April 19th was a great day when the officers and N.C.O.'s of B Company turned out to meet the men they were going to train, and perhaps eventually to lead in action. I considered myself fortunate in the officers and N.C.O.'s that I had. We were a good team and pulled well together; I can only remember being obliged to disrate two N.C.O.'s till the time we joined the battalion at Lemnos in September. My Co. S.-M. Brodie, was an old Rifle Brigade Colour-Sergeant of ten years' service, and represented the best type of the N.C.O.'s of the old Regular Army. After resigning from the service, he had come out to New Zealand, and was green keeper to the Napier Golf Club when war broke out. He was a bachelor, and, I fancy, older than his military age
of thirty-nine admitted; tactful to a degree, efficient, and, although as popular with his own company as with the other companies of the Reinforcement, yet a good disciplinarian. I became greatly attached to Brodie, and was very disappointed when we parted company on merging with the battalion, he going to the Wellington West Coast Company as Sergeant-Major. He did not live to see much fighting, as he was one of our few casualties on the Apex. He was killed by a shell that ricocheted into his dug-out in a deep trench. His body lay for the day in a blanket in the little cemetery on the hillside, and after dark we buried him. A brave soldier and a gentleman was Brodie.
My officers had made up their minds that at any rate the men of B Company should not complain of the welcome they received on coming into camp, and each N.C.O. was told off to take charge of so many men and to make their arrival easy for them. After they had been fitted out with their kit and had seen the last of their civilian clothing, they were paraded and divided up into six Platoons, as far as possible according to the localities in which they lived: Wellington (Lieutenants Hume and Marshall), Ruahine (Lieutenant Webber), West Coast (Lieutenant Tremewan), Hawkes Bay (Lieutenant Muir), and Taranaki (Lieutenant Scott). There were several old Regulars amongst them; one could easily distinguish them, if only by the way they stood at attention; the hall-mark was unmistakable. For the rest, we were from all classes, and, thanks to the real spirit of democracy that we breathe in New Zealand, were, but for our military ranks, all equal.
We kept together as a Reinforcement until the end of September, and every week an improvement in the Company might be observed. The training was confined to infantry drill, bayonet fighting, and musketry; the latter including the Imperial course for recruits and trained men. Naturally, at that stage, there was no Lewis gun and bombing instruction.
As might be expected from volunteers, they possessed a keen desire to learn, and it was very noticeable how ready they were to receive suggestions. Give a people high standards—by suggestions couched in a way that appeals to them—the majority will attempt to reach them. To most of them the life was quite new, although there were amongst them several old Volunteers, in addition to the Regular soldiers. Of boys who had been through the Territorial Compulsory Training there were few, the average age being fairly high, about twenty-six years.
While the weather was warm we marched the Company down to the Hutt River every Wednesday and Saturday afternoons for a swim. In those days the washing and bathing' arrangements were very primitive compared with those existing now in the New Zealand camps.

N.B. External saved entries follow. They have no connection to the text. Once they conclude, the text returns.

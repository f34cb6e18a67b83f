//! Scene data structures: models, textures, scene graphs, and instances.
//!
//! - `model` contains mesh and material definitions, GPU resources for 3D models
//! - `texture` contains GPU texture wrapper and creation utilities
//! - `instance` holds per-instance transformation data
//! - `scene_graph` enables hierarchical scene organization

pub mod instance;
pub mod model;
pub mod scene_graph;
pub mod texture;
use std::{
    io::{BufReader, Cursor},
    path::Path,
    sync::Arc,
};

use anyhow::{Context, bail};

use crate::{
    data_structures::{
        model::{self, ModelVertex},
        scene_graph::{ModelNode, SceneNode, to_scene_node, wrap_roots},
        texture::{Texture, apply_factor, decode_image},
    },
    resources::texture::{AssetSource, diffuse_layout, load_binary, load_string, resolve_relative},
};

/**
 * This module contains all logic for loading mesh/textures/etc. from external files.
 */
pub mod mesh;
pub mod texture;

/// Model file formats the loader understands, picked by file extension.
#[derive(Debug, Clone, Copy, PartialEq, Eq)]
pub enum ModelFormat {
    /// `.gltf` with external or embedded buffers, or binary `.glb`.
    Gltf,
    /// Wavefront `.obj` with an optional `.mtl`.
    Obj,
}

impl ModelFormat {
    pub fn from_path(file_name: &str) -> anyhow::Result<Self> {
        let extension = Path::new(file_name)
            .extension()
            .and_then(|ext| ext.to_str())
            .map(str::to_ascii_lowercase);
        match extension.as_deref() {
            Some("gltf") | Some("glb") => Ok(Self::Gltf),
            Some("obj") => Ok(Self::Obj),
            Some(other) => bail!("Unsupported model format .{other} for {file_name}"),
            None => bail!("Model {file_name} has no file extension"),
        }
    }
}

/// Loads a model file and uploads it to the GPU as a scene graph.
pub async fn load_model(
    source: &AssetSource,
    file_name: &str,
    device: &wgpu::Device,
    queue: &wgpu::Queue,
) -> anyhow::Result<Box<dyn SceneNode>> {
    log::debug!("Loading model {file_name}");
    let node = match ModelFormat::from_path(file_name)? {
        ModelFormat::Gltf => load_model_gltf(source, file_name, device, queue).await,
        ModelFormat::Obj => load_model_obj(source, file_name, device, queue).await,
    }
    .with_context(|| format!("Could not load {file_name}"))?;
    log::info!("Loaded model {file_name}");
    Ok(node)
}

pub async fn load_model_obj(
    source: &AssetSource,
    file_name: &str,
    device: &wgpu::Device,
    queue: &wgpu::Queue,
) -> anyhow::Result<Box<dyn SceneNode>> {
    let obj_text = load_string(source, file_name).await?;
    let mut obj_reader = BufReader::new(Cursor::new(obj_text));

    // The async loader is deprecated in favour of the blocking one, which
    // cannot fetch the material library over HTTP on wasm.
    #[allow(deprecated)]
    let (models, obj_materials) = tobj::load_obj_buf_async(
        &mut obj_reader,
        &tobj::LoadOptions {
            triangulate: true,
            single_index: true,
            ..Default::default()
        },
        |p| {
            let mtl_path = resolve_relative(file_name, &p);
            async move {
                match load_string(source, &mtl_path).await {
                    Ok(mat_text) => tobj::load_mtl_buf(&mut BufReader::new(Cursor::new(mat_text))),
                    Err(e) => {
                        log::warn!("Material library not found: {e:#}");
                        Err(tobj::LoadError::OpenFileFailed)
                    }
                }
            }
        },
    )
    .await
    .with_context(|| format!("Could not parse {file_name}"))?;

    let obj_materials = obj_materials.unwrap_or_else(|e| {
        log::warn!("Using default materials for {file_name}: {e}");
        Vec::new()
    });

    let layout = diffuse_layout(device);
    let mut materials = Vec::new();
    for m in obj_materials {
        let diffuse_texture = match &m.diffuse_texture {
            Some(tex) => {
                let tex_path = resolve_relative(file_name, tex);
                match texture::load_texture(source, &tex_path, device, queue, None).await {
                    Ok(loaded) => Some(loaded),
                    Err(e) => {
                        log::warn!("Material {} of {file_name} drops its texture: {e:#}", m.name);
                        None
                    }
                }
            }
            None => None,
        };
        let diffuse_texture = diffuse_texture.unwrap_or_else(|| {
            let [r, g, b] = m.diffuse.unwrap_or([1.0, 1.0, 1.0]);
            Texture::solid(device, queue, [r, g, b, m.dissolve.unwrap_or(1.0)], &m.name)
        });
        materials.push(model::Material::new(device, &m.name, diffuse_texture, &layout));
    }
    let fallback_material = materials.len();
    materials.push(default_material(device, queue, &layout));

    let meshes = mesh::load_meshes(&models, file_name, fallback_material, device);
    let model = model::Model {
        meshes,
        materials: Arc::new(materials),
    };
    Ok(wrap_roots(vec![Box::new(ModelNode::from_model(device, model))]))
}

pub async fn load_model_gltf(
    source: &AssetSource,
    file_name: &str,
    device: &wgpu::Device,
    queue: &wgpu::Queue,
) -> anyhow::Result<Box<dyn SceneNode>> {
    let gltf_bytes = load_binary(source, file_name).await?;
    let gltf = gltf::Gltf::from_slice(&gltf_bytes)
        .with_context(|| format!("Could not parse {file_name}"))?;

    // Load buffers
    let mut buffer_data: Vec<Vec<u8>> = Vec::new();
    for buffer in gltf.buffers() {
        match buffer.source() {
            gltf::buffer::Source::Bin => {
                let blob = gltf
                    .blob
                    .as_deref()
                    .with_context(|| format!("{file_name} references a missing GLB chunk"))?;
                buffer_data.push(blob.into());
            }
            gltf::buffer::Source::Uri(uri) => {
                if uri.starts_with("data:") {
                    bail!("Embedded data URIs are not supported ({file_name})");
                }
                let bin = load_binary(source, &resolve_relative(file_name, uri)).await?;
                buffer_data.push(bin);
            }
        }
    }

    // Load materials
    let layout = diffuse_layout(device);
    let mut materials = Vec::new();
    for material in gltf.materials() {
        let name = material.name().unwrap_or(file_name);
        let pbr = material.pbr_metallic_roughness();
        let diffuse_texture =
            match base_colour_image(source, file_name, &material, &buffer_data).await {
                Some(rgba) => Texture::from_image(
                    device,
                    queue,
                    &image::DynamicImage::ImageRgba8(rgba),
                    Some(name),
                ),
                None => Texture::solid(device, queue, pbr.base_color_factor(), name),
            };
        materials.push(model::Material::new(device, name, diffuse_texture, &layout));
    }
    // Primitives without a material
    let default_material_index = materials.len();
    materials.push(default_material(device, queue, &layout));
    let materials = Arc::new(materials);

    // Upload every mesh once, nodes pick them up by index
    let mut meshes = Vec::new();
    for mesh in gltf.meshes() {
        let mut primitives = Vec::new();
        for primitive in mesh.primitives() {
            let reader = primitive.reader(|buffer| buffer_data.get(buffer.index()).map(Vec::as_slice));
            let Some(positions) = reader.read_positions() else {
                log::warn!(
                    "Skipping primitive {} of mesh {} in {file_name}: no positions",
                    primitive.index(),
                    mesh.index()
                );
                continue;
            };
            let mut vertices: Vec<ModelVertex> = positions
                .map(|position| ModelVertex {
                    position,
                    ..Default::default()
                })
                .collect();
            if let Some(normals) = reader.read_normals() {
                vertices
                    .iter_mut()
                    .zip(normals)
                    .for_each(|(v, normal)| v.normal = normal);
            }
            if let Some(tex_coords) = reader.read_tex_coords(0) {
                vertices
                    .iter_mut()
                    .zip(tex_coords.into_f32())
                    .for_each(|(v, tc)| v.tex_coords = tc);
            }
            let indices: Vec<u32> = match reader.read_indices() {
                Some(indices) => indices.into_u32().collect(),
                None => (0..vertices.len() as u32).collect(),
            };
            let name = format!(
                "{file_name}:{}:{}",
                mesh.name().unwrap_or("mesh"),
                primitive.index()
            );
            let material = primitive
                .material()
                .index()
                .unwrap_or(default_material_index);
            primitives.push(mesh::upload_mesh(device, &name, &vertices, &indices, material));
        }
        meshes.push(Some(primitives));
    }

    let scene = gltf
        .default_scene()
        .or_else(|| gltf.scenes().next())
        .with_context(|| format!("{file_name} contains no scene"))?;
    let nodes: Vec<Box<dyn SceneNode>> = scene
        .nodes()
        .map(|node| to_scene_node(node, &mut meshes, &materials, device))
        .collect();

    Ok(wrap_roots(nodes))
}

/// Decodes the base-colour texture of a glTF material and multiplies it by
/// the material's base-colour factor.
///
/// Returns `None` when the material has no texture or the image cannot be
/// read. The caller then falls back to a solid texture of the factor, so a
/// single broken image never fails the whole model.
pub async fn base_colour_image(
    source: &AssetSource,
    file_name: &str,
    material: &gltf::Material<'_>,
    buffer_data: &[Vec<u8>],
) -> Option<image::RgbaImage> {
    let pbr = material.pbr_metallic_roughness();
    let info = pbr.base_color_texture()?;
    let name = material.name().unwrap_or(file_name);

    let decoded = match info.texture().source().source() {
        gltf::image::Source::View { view, mime_type } => buffer_data
            .get(view.buffer().index())
            .and_then(|buffer| buffer.get(view.offset()..view.offset() + view.length()))
            .with_context(|| format!("Image view of {name} is out of bounds"))
            .and_then(|bytes| decode_image(bytes, name, mime_type.split('/').last())),
        gltf::image::Source::Uri { uri, mime_type } => {
            let path = resolve_relative(file_name, uri);
            match load_binary(source, &path).await {
                Ok(bytes) => decode_image(&bytes, &path, mime_type.and_then(|mt| mt.split('/').last())),
                Err(e) => Err(e),
            }
        }
    };

    match decoded {
        Ok(img) => {
            let mut rgba = img.to_rgba8();
            apply_factor(&mut rgba, pbr.base_color_factor());
            Some(rgba)
        }
        Err(e) => {
            log::warn!("Material {name} of {file_name} falls back to its base colour: {e:#}");
            None
        }
    }
}

fn default_material(
    device: &wgpu::Device,
    queue: &wgpu::Queue,
    layout: &wgpu::BindGroupLayout,
) -> model::Material {
    let texture = Texture::solid(device, queue, [1.0, 1.0, 1.0, 1.0], "Default Material");
    model::Material::new(device, "Default Material", texture, layout)
}

#[cfg(test)]
mod tests {
    use super::*;

    #[test]
    fn formats_are_chosen_by_extension() {
        assert_eq!(
            ModelFormat::from_path("models/PorcheCar/scene.gltf").unwrap(),
            ModelFormat::Gltf
        );
        assert_eq!(ModelFormat::from_path("car.GLB").unwrap(), ModelFormat::Gltf);
        assert_eq!(ModelFormat::from_path("cube.obj").unwrap(), ModelFormat::Obj);
    }

    #[tokio::test]
    async fn broken_textures_fall_back_and_factors_tint() {
        let dir = std::env::temp_dir().join(format!("car-scene-materials-{}", std::process::id()));
        std::fs::create_dir_all(dir.join("car")).unwrap();
        image::RgbaImage::from_pixel(1, 1, image::Rgba([255, 255, 255, 255]))
            .save(dir.join("car/white.png"))
            .unwrap();
        let json = r#"{
            "asset": {"version": "2.0"},
            "images": [{"uri": "missing.png"}, {"uri": "white.png"}],
            "textures": [{"source": 0}, {"source": 1}],
            "materials": [
                {"name": "broken", "pbrMetallicRoughness": {"baseColorTexture": {"index": 0}}},
                {"name": "paint", "pbrMetallicRoughness": {
                    "baseColorTexture": {"index": 1},
                    "baseColorFactor": [1.0, 0.0, 0.0, 1.0]
                }}
            ]
        }"#;
        let gltf = gltf::Gltf::from_slice(json.as_bytes()).unwrap();
        let source = AssetSource::new(dir.to_string_lossy().into_owned());

        let materials: Vec<_> = gltf.materials().collect();
        let broken = base_colour_image(&source, "car/scene.gltf", &materials[0], &[]).await;
        assert!(broken.is_none());

        let paint = base_colour_image(&source, "car/scene.gltf", &materials[1], &[])
            .await
            .unwrap();
        assert_eq!(paint.get_pixel(0, 0).0, [255, 0, 0, 255]);

        std::fs::remove_dir_all(&dir).unwrap();
    }

    #[test]
    fn unknown_formats_are_rejected() {
        let err = ModelFormat::from_path("models/car.fbx").unwrap_err();
        assert!(err.to_string().contains(".fbx"));
        assert!(ModelFormat::from_path("models/car").is_err());
    }
}
//! Camera, projection and orbit controls.
//!
//! The camera is a plain look-at camera (`position` looking at `target`).
//! [`OrbitController`] turns pointer input into rotation around, panning of
//! and zooming towards that target. Input is accumulated from window events
//! and applied once per frame in [`OrbitController::update`].

use std::f32::consts::PI;

use cgmath::{InnerSpace, Matrix4, Point3, Rad, Vector3, perspective};
use wgpu::util::DeviceExt;
use winit::event::{ElementState, MouseButton, MouseScrollDelta, WindowEvent};

#[rustfmt::skip]
pub const OPENGL_TO_WGPU_MATRIX: Matrix4<f32> = Matrix4::new(
    1.0, 0.0, 0.0, 0.0,
    0.0, 1.0, 0.0, 0.0,
    0.0, 0.0, 0.5, 0.0,
    0.0, 0.0, 0.5, 1.0,
);

// Keeps the orbit away from the poles where look_at degenerates
const POLAR_EPSILON: f32 = 0.000_1;
// Pixel deltas of a trackpad are mapped onto wheel "lines"
const PIXELS_PER_LINE: f32 = 50.0;

#[derive(Clone, Debug, PartialEq)]
pub struct Camera {
    pub position: Point3<f32>,
    pub target: Point3<f32>,
}

impl Camera {
    pub fn new<P: Into<Point3<f32>>, T: Into<Point3<f32>>>(position: P, target: T) -> Self {
        Self {
            position: position.into(),
            target: target.into(),
        }
    }

    pub fn look_at(&mut self, target: Point3<f32>) {
        self.target = target;
    }

    pub fn calc_matrix(&self) -> Matrix4<f32> {
        Matrix4::look_at_rh(self.position, self.target, Vector3::unit_y())
    }
}

#[derive(Clone, Debug, PartialEq)]
pub struct Projection {
    aspect: f32,
    fovy: Rad<f32>,
    znear: f32,
    zfar: f32,
}

impl Projection {
    pub fn new<F: Into<Rad<f32>>>(width: u32, height: u32, fovy: F, znear: f32, zfar: f32) -> Self {
        Self {
            aspect: width as f32 / height.max(1) as f32,
            fovy: fovy.into(),
            znear,
            zfar,
        }
    }

    pub fn resize(&mut self, width: u32, height: u32) {
        self.aspect = width as f32 / height.max(1) as f32;
    }

    pub fn aspect(&self) -> f32 {
        self.aspect
    }

    pub fn calc_matrix(&self) -> Matrix4<f32> {
        OPENGL_TO_WGPU_MATRIX * perspective(self.fovy, self.aspect, self.znear, self.zfar)
    }
}

// We need this for Rust to store our data correctly for the shaders
#[repr(C)]
#[derive(Debug, Copy, Clone, bytemuck::Pod, bytemuck::Zeroable)]
pub struct CameraUniform {
    view_position: [f32; 4],
    view_proj: [[f32; 4]; 4],
}

impl CameraUniform {
    pub fn new() -> Self {
        use cgmath::SquareMatrix;
        Self {
            view_position: [0.0; 4],
            view_proj: Matrix4::identity().into(),
        }
    }

    pub fn update_view_proj(&mut self, camera: &Camera, projection: &Projection) {
        self.view_position = camera.position.to_homogeneous().into();
        self.view_proj = (projection.calc_matrix() * camera.calc_matrix()).into();
    }
}

impl Default for CameraUniform {
    fn default() -> Self {
        Self::new()
    }
}

#[derive(Clone, Copy, Debug, PartialEq, Eq)]
enum Drag {
    None,
    Rotate,
    Pan,
}

/// Pointer driven orbit controls.
///
/// Left drag rotates around the target, right drag pans, the wheel zooms.
#[derive(Debug)]
pub struct OrbitController {
    rotate_speed: f32,
    pan_speed: f32,
    zoom_speed: f32,
    min_distance: f32,
    max_distance: f32,
    drag: Drag,
    cursor: Option<(f64, f64)>,
    rotate_delta: (f32, f32),
    pan_delta: (f32, f32),
    zoom_lines: f32,
}

impl OrbitController {
    pub fn new(rotate_speed: f32, pan_speed: f32, zoom_speed: f32) -> Self {
        Self {
            rotate_speed,
            pan_speed,
            zoom_speed,
            min_distance: 1.0,
            max_distance: 500.0,
            drag: Drag::None,
            cursor: None,
            rotate_delta: (0.0, 0.0),
            pan_delta: (0.0, 0.0),
            zoom_lines: 0.0,
        }
    }

    pub fn with_distance_limits(mut self, min_distance: f32, max_distance: f32) -> Self {
        self.min_distance = min_distance.min(max_distance);
        self.max_distance = max_distance.max(min_distance);
        self
    }

    /// Horizontal and vertical rotation in pixels of pointer travel.
    pub fn handle_rotate(&mut self, dx: f32, dy: f32) {
        self.rotate_delta.0 += dx;
        self.rotate_delta.1 += dy;
    }

    pub fn handle_pan(&mut self, dx: f32, dy: f32) {
        self.pan_delta.0 += dx;
        self.pan_delta.1 += dy;
    }

    /// Positive lines zoom in, negative lines zoom out.
    pub fn handle_scroll(&mut self, delta: &MouseScrollDelta) {
        self.zoom_lines += match delta {
            MouseScrollDelta::LineDelta(_, lines) => *lines,
            MouseScrollDelta::PixelDelta(pos) => pos.y as f32 / PIXELS_PER_LINE,
        };
    }

    pub fn handle_window_events(&mut self, event: &WindowEvent) {
        match event {
            WindowEvent::MouseInput { state, button, .. } => {
                self.drag = match (state, button) {
                    (ElementState::Pressed, MouseButton::Left) => Drag::Rotate,
                    (ElementState::Pressed, MouseButton::Right) => Drag::Pan,
                    (ElementState::Released, _) => Drag::None,
                    _ => self.drag,
                };
            }
            WindowEvent::CursorMoved { position, .. } => {
                let current = (position.x, position.y);
                if let Some((x, y)) = self.cursor {
                    let (dx, dy) = ((current.0 - x) as f32, (current.1 - y) as f32);
                    match self.drag {
                        Drag::Rotate => self.handle_rotate(dx, dy),
                        Drag::Pan => self.handle_pan(dx, dy),
                        Drag::None => (),
                    }
                }
                self.cursor = Some(current);
            }
            WindowEvent::CursorLeft { .. } => {
                self.cursor = None;
                self.drag = Drag::None;
            }
            WindowEvent::MouseWheel { delta, .. } => self.handle_scroll(delta),
            _ => (),
        }
    }

    /// Applies the accumulated input to `camera`. Returns `true` if the camera
    /// moved.
    pub fn update(&mut self, camera: &mut Camera) -> bool {
        let rotate = std::mem::take(&mut self.rotate_delta);
        let pan = std::mem::take(&mut self.pan_delta);
        let zoom_lines = std::mem::take(&mut self.zoom_lines);
        if rotate == (0.0, 0.0) && pan == (0.0, 0.0) && zoom_lines == 0.0 {
            return false;
        }

        let offset = camera.position - camera.target;
        let radius = offset.magnitude();
        if radius <= f32::EPSILON {
            log::warn!("Camera sits on its orbit target, orbit controls are inactive");
            return false;
        }
        let before = camera.clone();

        // Spherical coordinates around +y
        let mut theta = offset.x.atan2(offset.z);
        let mut phi = (offset.y / radius).clamp(-1.0, 1.0).acos();
        theta -= rotate.0 * self.rotate_speed;
        phi -= rotate.1 * self.rotate_speed;
        phi = phi.clamp(POLAR_EPSILON, PI - POLAR_EPSILON);

        let radius = (radius * self.zoom_speed.powf(zoom_lines))
            .clamp(self.min_distance, self.max_distance);

        if pan != (0.0, 0.0) {
            let forward = (camera.target - camera.position).normalize();
            let right = forward.cross(Vector3::unit_y()).normalize();
            let up = right.cross(forward).normalize();
            let scale = self.pan_speed * radius;
            camera.target += (-right * pan.0 + up * pan.1) * scale;
        }

        let new_offset = Vector3::new(
            radius * phi.sin() * theta.sin(),
            radius * phi.cos(),
            radius * phi.sin() * theta.cos(),
        );
        camera.position = camera.target + new_offset;
        *camera != before
    }
}

impl Default for OrbitController {
    fn default() -> Self {
        Self::new(0.005, 0.001, 0.95)
    }
}

/// Camera state plus its GPU uniform and bind group.
#[derive(Debug)]
pub struct CameraResources {
    pub camera: Camera,
    pub controller: OrbitController,
    pub uniform: CameraUniform,
    pub buffer: wgpu::Buffer,
    pub bind_group: wgpu::BindGroup,
    pub bind_group_layout: wgpu::BindGroupLayout,
}

impl CameraResources {
    pub fn new(device: &wgpu::Device, camera: Camera, projection: &Projection) -> Self {
        let mut uniform = CameraUniform::new();
        uniform.update_view_proj(&camera, projection);

        let buffer = device.create_buffer_init(&wgpu::util::BufferInitDescriptor {
            label: Some("Camera Buffer"),
            contents: bytemuck::cast_slice(&[uniform]),
            usage: wgpu::BufferUsages::UNIFORM | wgpu::BufferUsages::COPY_DST,
        });

        let bind_group_layout = device.create_bind_group_layout(&wgpu::BindGroupLayoutDescriptor {
            entries: &[wgpu::BindGroupLayoutEntry {
                binding: 0,
                visibility: wgpu::ShaderStages::VERTEX | wgpu::ShaderStages::FRAGMENT,
                ty: wgpu::BindingType::Buffer {
                    ty: wgpu::BufferBindingType::Uniform,
                    has_dynamic_offset: false,
                    min_binding_size: None,
                },
                count: None,
            }],
            label: Some("camera_bind_group_layout"),
        });

        let bind_group = device.create_bind_group(&wgpu::BindGroupDescriptor {
            layout: &bind_group_layout,
            entries: &[wgpu::BindGroupEntry {
                binding: 0,
                resource: buffer.as_entire_binding(),
            }],
            label: Some("camera_bind_group"),
        });

        Self {
            camera,
            controller: OrbitController::default(),
            uniform,
            buffer,
            bind_group,
            bind_group_layout,
        }
    }

    /// Applies pending orbit input and uploads the view projection.
    pub fn update(&mut self, queue: &wgpu::Queue, projection: &Projection) {
        self.controller.update(&mut self.camera);
        self.uniform.update_view_proj(&self.camera, projection);
        queue.write_buffer(&self.buffer, 0, bytemuck::cast_slice(&[self.uniform]));
    }
}

#[cfg(test)]
mod tests {
    use cgmath::{Deg, MetricSpace};

    use super::*;

    fn camera() -> Camera {
        Camera::new((0.0, 5.0, 10.0), (0.0, 3.0, 0.0))
    }

    #[test]
    fn projection_tracks_viewport_aspect() {
        let mut projection = Projection::new(800, 600, Deg(75.0), 0.1, 1000.0);
        assert_eq!(projection.aspect(), 800.0 / 600.0);
        projection.resize(1920, 1080);
        assert_eq!(projection.aspect(), 1920.0 / 1080.0);
    }

    #[test]
    fn rotating_keeps_distance_to_target() {
        let mut camera = camera();
        let distance = camera.position.distance(camera.target);
        let mut controller = OrbitController::default();
        controller.handle_rotate(120.0, -40.0);
        assert!(controller.update(&mut camera));
        assert!((camera.position.distance(camera.target) - distance).abs() < 1e-3);
        assert_eq!(camera.target, Point3::new(0.0, 3.0, 0.0));
    }

    #[test]
    fn pitch_never_flips_over_the_pole() {
        let mut camera = camera();
        let mut controller = OrbitController::default();
        controller.handle_rotate(0.0, 100_000.0);
        controller.update(&mut camera);
        let offset = camera.position - camera.target;
        assert!(offset.y > 0.0);
        assert!(offset.x.abs() + offset.z.abs() > 0.0);
    }

    #[test]
    fn zoom_is_clamped_to_limits() {
        let mut camera = camera();
        let mut controller = OrbitController::default().with_distance_limits(2.0, 20.0);
        controller.handle_scroll(&MouseScrollDelta::LineDelta(0.0, 1_000.0));
        controller.update(&mut camera);
        assert!((camera.position.distance(camera.target) - 2.0).abs() < 1e-4);

        controller.handle_scroll(&MouseScrollDelta::LineDelta(0.0, -1_000.0));
        controller.update(&mut camera);
        assert!((camera.position.distance(camera.target) - 20.0).abs() < 1e-3);
    }

    #[test]
    fn panning_moves_target_and_camera_together() {
        let mut camera = camera();
        let offset = camera.position - camera.target;
        let mut controller = OrbitController::default();
        controller.handle_pan(50.0, 0.0);
        assert!(controller.update(&mut camera));
        assert_ne!(camera.target, Point3::new(0.0, 3.0, 0.0));
        assert!((camera.position - camera.target - offset).magnitude() < 1e-3);
    }

    #[test]
    fn idle_update_leaves_camera_alone() {
        let mut camera = camera();
        let mut controller = OrbitController::default();
        assert!(!controller.update(&mut camera));
        assert_eq!(camera, self::camera());
    }

    #[test]
    fn uniform_matches_shader_layout() {
        assert_eq!(std::mem::size_of::<CameraUniform>(), 80);
    }
}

Rapidly the winter months went by, and the time for our final leave approached. The camp was very crowded in July, but an outbreak of cerebro-spinal meningitis cleared it in a single night of all the troops except the 6th Reinforcement Infantry. One of my men, a Russian exile, contracted the dread disease, but eventually recovered, Gargle parades three times a day earned the reward of escaped infection.
While we were on leave there was a heavy flood in the Hutt valley, and our tents, pitched in a low-lying part of the camp, in some cases withstood the torrent, in others did not. I believe it was a brave sight, our calico houses sailing down stream in what seemed an attempt at orderly formation.
Leave over, we did our outpost and attack manoeuvres and then turned to our packing and final preparations for the transport.
A day or two before we were due to sail, His Excellency the Governor, the Earl of Liverpool, an old Rifle Brigade officer, addressed the officers of the Reinforcement. His theme was the duty of looking after our men; and writing after an interval of nearly three years, I find it hard to suggest a parting word more appropriate.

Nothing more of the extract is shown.